*** Opening of RECORDS TO USE ***

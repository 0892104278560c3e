//! Error types for publisher
//!
//! Uses `thiserror` for library errors. The binary wraps them in `anyhow`
//! and maps every one of them to exit code 1.

use std::path::PathBuf;
use thiserror::Error;

use crate::domain::ports::TransferError;

/// Result type alias for publisher operations
pub type PublishResult<T> = Result<T, PublishError>;

/// Main error type for a publish run
#[derive(Error, Debug)]
pub enum PublishError {
    /// Bad or missing command-line argument
    #[error("{0}")]
    Usage(String),

    /// The manifest file does not exist in the project directory
    #[error("no manifest file could be found at {path}")]
    ManifestNotFound { path: PathBuf },

    /// The manifest exists but failed structural or value validation
    #[error("invalid manifest {file}: {message}")]
    Config { file: PathBuf, message: String },

    /// The build tool could not be started or exited non-zero
    #[error("{tool} publish CLI error: {output}")]
    Build { tool: String, output: String },

    /// A minification transform rejected its input
    #[error("failed to minify {file}: {message}")]
    Minify { file: PathBuf, message: String },

    /// The build finished but left no output tree to upload
    #[error("publish output not found at {path}")]
    OutputMissing { path: PathBuf },

    /// Connection or I/O failure while talking to the remote host
    #[error("transfer failed: {0}")]
    Transfer(#[from] TransferError),

    /// A post-deploy command exited non-zero while strict mode was enabled
    #[error("remote command `{command}` failed with status {status}")]
    RemoteCommand {
        command: String,
        status: String,
        output: String,
    },

    /// Local IO error
    #[error("IO error: {0}")]
    Io(#[from] std::io::Error),
}

impl PublishError {
    /// Build a `Config` error for the given manifest file
    pub fn config(file: impl Into<PathBuf>, message: impl Into<String>) -> Self {
        Self::Config {
            file: file.into(),
            message: message.into(),
        }
    }
}
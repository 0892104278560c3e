//! RemoteFileSystem port - the file-transfer session used by the mirror
//!
//! Paths are remote paths with `/` separators. Implementations:
//! - `SshFileTransfer` - commands multiplexed over an SSH control connection
//! - in-memory fakes in tests

use std::io::Read;
use std::path::PathBuf;

use thiserror::Error;

/// Kind of a remote node
#[derive(Debug, Clone, Copy, PartialEq, Eq)]
pub enum RemoteEntryKind {
    File,
    Directory,
}

/// A remote filesystem node returned by [`RemoteFileSystem::list`]
#[derive(Debug, Clone, PartialEq, Eq)]
pub struct RemoteEntry {
    pub name: String,
    pub full_path: String,
    pub kind: RemoteEntryKind,
}

impl RemoteEntry {
    pub fn file(name: impl Into<String>, full_path: impl Into<String>) -> Self {
        Self {
            name: name.into(),
            full_path: full_path.into(),
            kind: RemoteEntryKind::File,
        }
    }

    pub fn directory(name: impl Into<String>, full_path: impl Into<String>) -> Self {
        Self {
            name: name.into(),
            full_path: full_path.into(),
            kind: RemoteEntryKind::Directory,
        }
    }

    /// `.` and `..`
    pub fn is_pseudo(&self) -> bool {
        self.name == "." || self.name == ".."
    }

    pub fn is_dir(&self) -> bool {
        self.kind == RemoteEntryKind::Directory
    }
}

/// Failure talking to the remote host or reading local upload sources
#[derive(Debug, Error)]
pub enum TransferError {
    /// Session could not be established or was lost
    #[error("connection error: {0}")]
    Connection(String),

    /// A remote operation was rejected
    #[error("{operation} {path} failed: {message}")]
    Remote {
        operation: &'static str,
        path: String,
        message: String,
    },

    /// A local file could not be read for upload
    #[error("cannot read {path}: {source}")]
    Local {
        path: PathBuf,
        #[source]
        source: std::io::Error,
    },
}

impl TransferError {
    pub fn remote(operation: &'static str, path: &str, message: impl Into<String>) -> Self {
        Self::Remote {
            operation,
            path: path.to_string(),
            message: message.into(),
        }
    }
}

/// File-transfer capability of a connected session
pub trait RemoteFileSystem {
    /// Entries directly inside `dir`. A missing directory lists as empty.
    fn list(&self, dir: &str) -> Result<Vec<RemoteEntry>, TransferError>;

    /// Create a directory and missing parents; existing directories are fine.
    fn create_dir(&self, path: &str) -> Result<(), TransferError>;

    fn remove_file(&self, path: &str) -> Result<(), TransferError>;

    /// Remove an empty directory
    fn remove_dir(&self, path: &str) -> Result<(), TransferError>;

    /// Write the full contents of `source` to `path`, replacing any existing file.
    fn upload(&self, source: &mut dyn Read, path: &str) -> Result<(), TransferError>;
}
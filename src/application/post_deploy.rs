//! Post-deploy commands
//!
//! Runs the configured commands one at a time on the remote shell session.
//! A non-zero exit is reported and the next command still runs, unless the
//! manifest asks for strict mode.

use crate::domain::ports::{PublishEvent, PublishEventSink, RemoteCommandResult, RemoteShell};
use crate::error::{PublishError, PublishResult};

pub fn run_post_commands(
    shell: &dyn RemoteShell,
    commands: &[String],
    fail_on_error: bool,
    events: &dyn PublishEventSink,
) -> PublishResult<Vec<RemoteCommandResult>> {
    let mut results = Vec::with_capacity(commands.len());

    for command in commands {
        let result = shell.run(command)?;
        events.on_event(PublishEvent::CommandExecuted {
            command: result.command.clone(),
            exit_status: result.exit_status,
            output: result.visible_output(),
        });

        if !result.success() {
            let status = result
                .exit_status
                .map(|code| code.to_string())
                .unwrap_or_else(|| "unknown".to_string());
            if fail_on_error {
                let output = result.visible_output().unwrap_or_default();
                return Err(PublishError::RemoteCommand {
                    command: result.command,
                    status,
                    output,
                });
            }
            tracing::warn!(command = %result.command, %status, "post publish command failed");
        }

        results.push(result);
    }

    Ok(results)
}
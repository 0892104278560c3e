//! Event Sink Implementations
//!
//! Provides concrete implementations of PublishEventSink:
//! - ConsoleEventSink: Human-readable progress
//! - JsonEventSink: NDJSON output for CI/automation

mod console;
mod json;

pub use console::ConsoleEventSink;
pub use json::JsonEventSink;
//! CLI Argument Parsing
//!
//! `PROJECT_DIR` is optional at the clap level: a missing directory is
//! reported as a usage error with exit code 1, not clap's exit code 2.

use std::path::PathBuf;

use clap::Parser;

/// Build, minify and deploy a project described by its `.publisher` manifest
#[derive(Parser, Debug)]
#[command(name = "publisher")]
#[command(author, version, about, long_about = None)]
pub struct Cli {
    /// Project directory containing the `.publisher` manifest
    pub project: Option<PathBuf>,

    /// Output progress as NDJSON events
    #[arg(long)]
    pub json: bool,

    /// Verbosity level (-v, -vv, -vvv)
    #[arg(short, long, action = clap::ArgAction::Count)]
    pub verbose: u8,
}
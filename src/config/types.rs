//! Manifest type definitions

use std::collections::BTreeMap;
use std::fmt;
use std::path::{Component, Path, PathBuf};

use serde::{Deserialize, Deserializer, Serialize};

use crate::domain::value_objects::ExcludeSet;

/// Port used when the host spec carries no `:port` suffix
pub const DEFAULT_SSH_PORT: u16 = 22;

fn default_build_tool() -> String {
    "dotnet".to_string()
}

fn default_publish_configuration() -> String {
    "Release".to_string()
}

/// Treat an explicit JSON `null` the same as a missing key.
fn nullable<'de, D, T>(deserializer: D) -> Result<T, D::Error>
where
    D: Deserializer<'de>,
    T: Deserialize<'de> + Default,
{
    Ok(Option::<T>::deserialize(deserializer)?.unwrap_or_default())
}

/// Publish settings read from the project manifest
#[derive(Debug, Clone, PartialEq, Eq, Serialize, Deserialize)]
#[serde(rename_all = "PascalCase")]
pub struct PublishConfig {
    /// Program invoked to produce the publish output
    #[serde(default = "default_build_tool")]
    pub build_tool: String,

    /// Runtime identifier passed as `--runtime`
    #[serde(default, deserialize_with = "nullable")]
    pub publish_runtime: String,

    /// Build profile passed as `--configuration`
    #[serde(default = "default_publish_configuration")]
    pub publish_configuration: String,

    /// Output directory, relative to the project root
    #[serde(default, deserialize_with = "nullable")]
    pub output_dir: String,

    /// Root pattern -> `;`-separated extension filter
    #[serde(default, deserialize_with = "nullable")]
    pub minify: BTreeMap<String, String>,

    #[serde(default)]
    pub self_contained: bool,

    #[serde(default)]
    pub upload: Option<UploadConfig>,

    /// Relative paths that are neither deleted nor uploaded
    #[serde(default, deserialize_with = "nullable")]
    pub exclude: Vec<String>,
}

impl Default for PublishConfig {
    fn default() -> Self {
        Self {
            build_tool: default_build_tool(),
            publish_runtime: String::new(),
            publish_configuration: default_publish_configuration(),
            output_dir: String::new(),
            minify: BTreeMap::new(),
            self_contained: false,
            upload: None,
            exclude: Vec::new(),
        }
    }
}

impl PublishConfig {
    /// Absolute output directory for a project rooted at `project_root`
    pub fn output_path(&self, project_root: &Path) -> PathBuf {
        project_root.join(&self.output_dir)
    }

    pub fn exclude_set(&self) -> ExcludeSet {
        self.exclude.iter().collect()
    }

    /// Check value-level constraints serde cannot express.
    pub fn validate(&self) -> Result<(), String> {
        if self.build_tool.trim().is_empty() {
            return Err("BuildTool must not be empty".to_string());
        }
        if let Some(upload) = &self.upload {
            upload.validate()?;
        }
        validate_output_dir(&self.output_dir)
    }
}

/// The output tree is uploaded and then deleted, so it must name a
/// directory strictly below the project root.
fn validate_output_dir(output_dir: &str) -> Result<(), String> {
    let path = Path::new(output_dir.trim());
    let mut depth = 0;
    for component in path.components() {
        match component {
            Component::Normal(_) => depth += 1,
            Component::CurDir => {}
            Component::ParentDir => {
                return Err(format!("OutputDir must not contain '..': {}", output_dir))
            }
            Component::RootDir | Component::Prefix(_) => {
                return Err(format!("OutputDir must be relative: {}", output_dir))
            }
        }
    }
    if depth == 0 {
        return Err("OutputDir must name a directory below the project root".to_string());
    }
    Ok(())
}

/// How the SSH session authenticates
#[derive(Debug, Clone, PartialEq, Eq)]
pub enum Authentication {
    PrivateKey(PathBuf),
    Password(String),
}

/// Remote destination settings
#[derive(Clone, PartialEq, Eq, Serialize, Deserialize)]
#[serde(rename_all = "PascalCase")]
pub struct UploadConfig {
    /// `host[:port]`
    pub host: String,

    #[serde(default, deserialize_with = "nullable")]
    pub user: String,

    #[serde(default, deserialize_with = "nullable")]
    pub pass: String,

    /// Private key file; takes precedence over `pass` when set
    #[serde(default, deserialize_with = "nullable")]
    pub key: String,

    pub destination: String,

    /// Shell commands run on the remote host after the mirror completes
    #[serde(default, deserialize_with = "nullable")]
    pub execute: Vec<String>,

    /// Abort the run when a post-deploy command exits non-zero
    #[serde(default)]
    pub fail_on_command_error: bool,
}

impl fmt::Debug for UploadConfig {
    fn fmt(&self, f: &mut fmt::Formatter<'_>) -> fmt::Result {
        f.debug_struct("UploadConfig")
            .field("host", &self.host)
            .field("user", &self.user)
            .field("pass", &if self.pass.is_empty() { "" } else { "<redacted>" })
            .field("key", &self.key)
            .field("destination", &self.destination)
            .field("execute", &self.execute)
            .field("fail_on_command_error", &self.fail_on_command_error)
            .finish()
    }
}

impl UploadConfig {
    /// Host name without the port suffix
    pub fn host(&self) -> &str {
        HostSpec::split(&self.host).0
    }

    /// Port from the host spec, 22 when absent
    pub fn port(&self) -> Result<u16, String> {
        HostSpec::parse(&self.host).map(|spec| spec.port)
    }

    /// `user@host`, or just the host when no user is configured
    pub fn ssh_target(&self) -> String {
        if self.user.is_empty() {
            self.host().to_string()
        } else {
            format!("{}@{}", self.user, self.host())
        }
    }

    pub fn authentication(&self) -> Authentication {
        if self.key.trim().is_empty() {
            Authentication::Password(self.pass.clone())
        } else {
            Authentication::PrivateKey(PathBuf::from(&self.key))
        }
    }

    pub fn validate(&self) -> Result<(), String> {
        let spec = HostSpec::parse(&self.host)?;
        if spec.host.is_empty() {
            return Err("Upload.Host must name a host".to_string());
        }
        if self.destination.trim().is_empty() {
            return Err("Upload.Destination must not be empty".to_string());
        }
        Ok(())
    }
}

/// Parsed `host[:port]` pair
#[derive(Debug, Clone, PartialEq, Eq)]
pub struct HostSpec {
    pub host: String,
    pub port: u16,
}

impl HostSpec {
    fn split(spec: &str) -> (&str, Option<&str>) {
        match spec.split_once(':') {
            Some((host, port)) => (host, Some(port)),
            None => (spec, None),
        }
    }

    pub fn parse(spec: &str) -> Result<Self, String> {
        let (host, port) = Self::split(spec);
        let port = match port {
            None => DEFAULT_SSH_PORT,
            Some(raw) => raw
                .parse::<u16>()
                .map_err(|_| format!("invalid port '{}' in host '{}'", raw, spec))?,
        };
        Ok(Self {
            host: host.to_string(),
            port,
        })
    }
}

*** Close of RECORDS TO USE ***

WHAT IS REQUIRED:
Once you have found every line above holding the word "enum", copy those lines.

ANSWER SECTION:
pub enum PublishError {
pub enum RemoteEntryKind {
pub enum TransferError {
pub enum Authentication {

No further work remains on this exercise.